Work to complete:
A word-for-word copy of the entries below is required.

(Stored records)

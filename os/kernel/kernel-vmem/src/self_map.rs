//! # Recursive self-map window
//!
//! Directory entry [`SELF_MAP_INDEX`](crate::info::SELF_MAP_INDEX) points at
//! the page directory itself. For an address in the top 4 MiB the CPU then
//! uses the directory as the page table, so:
//!
//! ```text
//! 0xFFC0_0000 + pd * 0x1000   the page table covering directory slot `pd`
//! 0xFFFF_F000                 the page directory (slot 1023 seen through itself)
//! ```
//!
//! Both functions below are pure arithmetic. They only produce addresses;
//! whether the memory behind them is mapped is the caller's concern (a page
//! table window faults when its directory entry is absent).

use crate::addresses::{VirtualAddress, VirtualPage};
use crate::info::{SELF_MAP_DIRECTORY, SELF_MAP_WINDOW};

/// Virtual address of the directory entry that governs `va`.
///
/// ```rust
/// # use kernel_vmem::addresses::VirtualAddress;
/// # use kernel_vmem::self_map::pde_address;
/// assert_eq!(pde_address(VirtualAddress::new(0xC010_0000)).as_u32(), 0xFFFF_FC00);
/// assert_eq!(pde_address(VirtualAddress::new(0x0000_0000)).as_u32(), 0xFFFF_F000);
/// ```
#[inline]
#[must_use]
pub const fn pde_address(va: VirtualAddress) -> VirtualAddress {
    VirtualAddress::new(SELF_MAP_DIRECTORY.as_u32() + (va.as_u32() >> 22) * 4)
}

/// Virtual address of the page-table entry that maps `va`.
///
/// ```rust
/// # use kernel_vmem::addresses::VirtualAddress;
/// # use kernel_vmem::self_map::pte_address;
/// assert_eq!(pte_address(VirtualAddress::new(0xC010_0000)).as_u32(), 0xFFF0_0400);
/// assert_eq!(pte_address(VirtualAddress::new(0xC010_1FFF)).as_u32(), 0xFFF0_0404);
/// ```
#[inline]
#[must_use]
pub const fn pte_address(va: VirtualAddress) -> VirtualAddress {
    let va = va.as_u32();
    VirtualAddress::new(
        SELF_MAP_WINDOW.as_u32() + ((va & 0xFFC0_0000) >> 10) + ((va >> 12) & 0x3FF) * 4,
    )
}

/// The window page holding the directory.
#[inline]
#[must_use]
pub const fn directory_page(va: VirtualAddress) -> VirtualPage {
    pde_address(va).page()
}

/// The window page holding the page table that covers `va`.
#[inline]
#[must_use]
pub const fn table_page(va: VirtualAddress) -> VirtualPage {
    pte_address(va).page()
}

#[cfg(test)]
mod tests {
    use super::*;
    use crate::page_table::split_indices;

    #[test]
    fn offsets_match_indices() {
        for raw in [0u32, 0x0040_0000, 0x0840_3000, 0xC000_0000, 0xC010_5ABC, 0xFFBF_F000] {
            let va = VirtualAddress::new(raw);
            let (pd, pt) = split_indices(va);
            assert_eq!(pde_address(va).offset() as usize, pd.as_usize() * 4);
            assert_eq!(pte_address(va).offset() as usize, pt.as_usize() * 4);
            assert_eq!(
                table_page(va).base().as_u32(),
                0xFFC0_0000 + (pd.as_usize() as u32) * 4096
            );
            assert_eq!(directory_page(va).base().as_u32(), 0xFFFF_F000);
        }
    }

    #[test]
    fn window_of_the_window_is_the_directory() {
        // The table for slot 1023 is the directory itself.
        let top = VirtualAddress::new(0xFFFF_F000);
        assert_eq!(table_page(top).base().as_u32(), 0xFFFF_F000);
        assert_eq!(pte_address(top).as_u32(), 0xFFFF_FFFC);
        assert_eq!(pde_address(top).as_u32(), 0xFFFF_FFFC);
    }
}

Task answer:
filename os/kernel/kernel-vmem/src/self_map.rs
//! # Recursive self-map window
//!
//! Directory entry [`SELF_MAP_INDEX`](crate::info::SELF_MAP_INDEX) points at
//! the page directory itself. For an address in the top 4 MiB the CPU then
//! uses the directory as the page table, so:
//!
//! ```text
//! 0xFFC0_0000 + pd * 0x1000   the page table covering directory slot `pd`
//! 0xFFFF_F000                 the page directory (slot 1023 seen through itself)
//! ```
//!
//! Both functions below are pure arithmetic. They only produce addresses;
//! whether the memory behind them is mapped is the caller's concern (a page
//! table window faults when its directory entry is absent).

use crate::addresses::{VirtualAddress, VirtualPage};
use crate::info::{SELF_MAP_DIRECTORY, SELF_MAP_WINDOW};

/// Virtual address of the directory entry that governs `va`.
///
/// ```rust
/// # use kernel_vmem::addresses::VirtualAddress;
/// # use kernel_vmem::self_map::pde_address;
/// assert_eq!(pde_address(VirtualAddress::new(0xC010_0000)).as_u32(), 0xFFFF_FC00);
/// assert_eq!(pde_address(VirtualAddress::new(0x0000_0000)).as_u32(), 0xFFFF_F000);
/// ```
#[inline]
#[must_use]
pub const fn pde_address(va: VirtualAddress) -> VirtualAddress {
    VirtualAddress::new(SELF_MAP_DIRECTORY.as_u32() + (va.as_u32() >> 22) * 4)
}

/// Virtual address of the page-table entry that maps `va`.
///
/// ```rust
/// # use kernel_vmem::addresses::VirtualAddress;
/// # use kernel_vmem::self_map::pte_address;
/// assert_eq!(pte_address(VirtualAddress::new(0xC010_0000)).as_u32(), 0xFFF0_0400);
/// assert_eq!(pte_address(VirtualAddress::new(0xC010_1FFF)).as_u32(), 0xFFF0_0404);
/// ```
#[inline]
#[must_use]
pub const fn pte_address(va: VirtualAddress) -> VirtualAddress {
    let va = va.as_u32();
    VirtualAddress::new(
        SELF_MAP_WINDOW.as_u32() + ((va & 0xFFC0_0000) >> 10) + ((va >> 12) & 0x3FF) * 4,
    )
}

/// The window page holding the directory.
#[inline]
#[must_use]
pub const fn directory_page(va: VirtualAddress) -> VirtualPage {
    pde_address(va).page()
}

/// The window page holding the page table that covers `va`.
#[inline]
#[must_use]
pub const fn table_page(va: VirtualAddress) -> VirtualPage {
    pte_address(va).page()
}

#[cfg(test)]
mod tests {
    use super::*;
    use crate::page_table::split_indices;

    #[test]
    fn offsets_match_indices() {
        for raw in [0u32, 0x0040_0000, 0x0840_3000, 0xC000_0000, 0xC010_5ABC, 0xFFBF_F000] {
            let va = VirtualAddress::new(raw);
            let (pd, pt) = split_indices(va);
            assert_eq!(pde_address(va).offset() as usize, pd.as_usize() * 4);
            assert_eq!(pte_address(va).offset() as usize, pt.as_usize() * 4);
            assert_eq!(
                table_page(va).base().as_u32(),
                0xFFC0_0000 + (pd.as_usize() as u32) * 4096
            );
            assert_eq!(directory_page(va).base().as_u32(), 0xFFFF_F000);
        }
    }

    #[test]
    fn window_of_the_window_is_the_directory() {
        // The table for slot 1023 is the directory itself.
        let top = VirtualAddress::new(0xFFFF_F000);
        assert_eq!(table_page(top).base().as_u32(), 0xFFFF_F000);
        assert_eq!(pte_address(top).as_u32(), 0xFFFF_FFFC);
        assert_eq!(pde_address(top).as_u32(), 0xFFFF_FFFC);
    }
}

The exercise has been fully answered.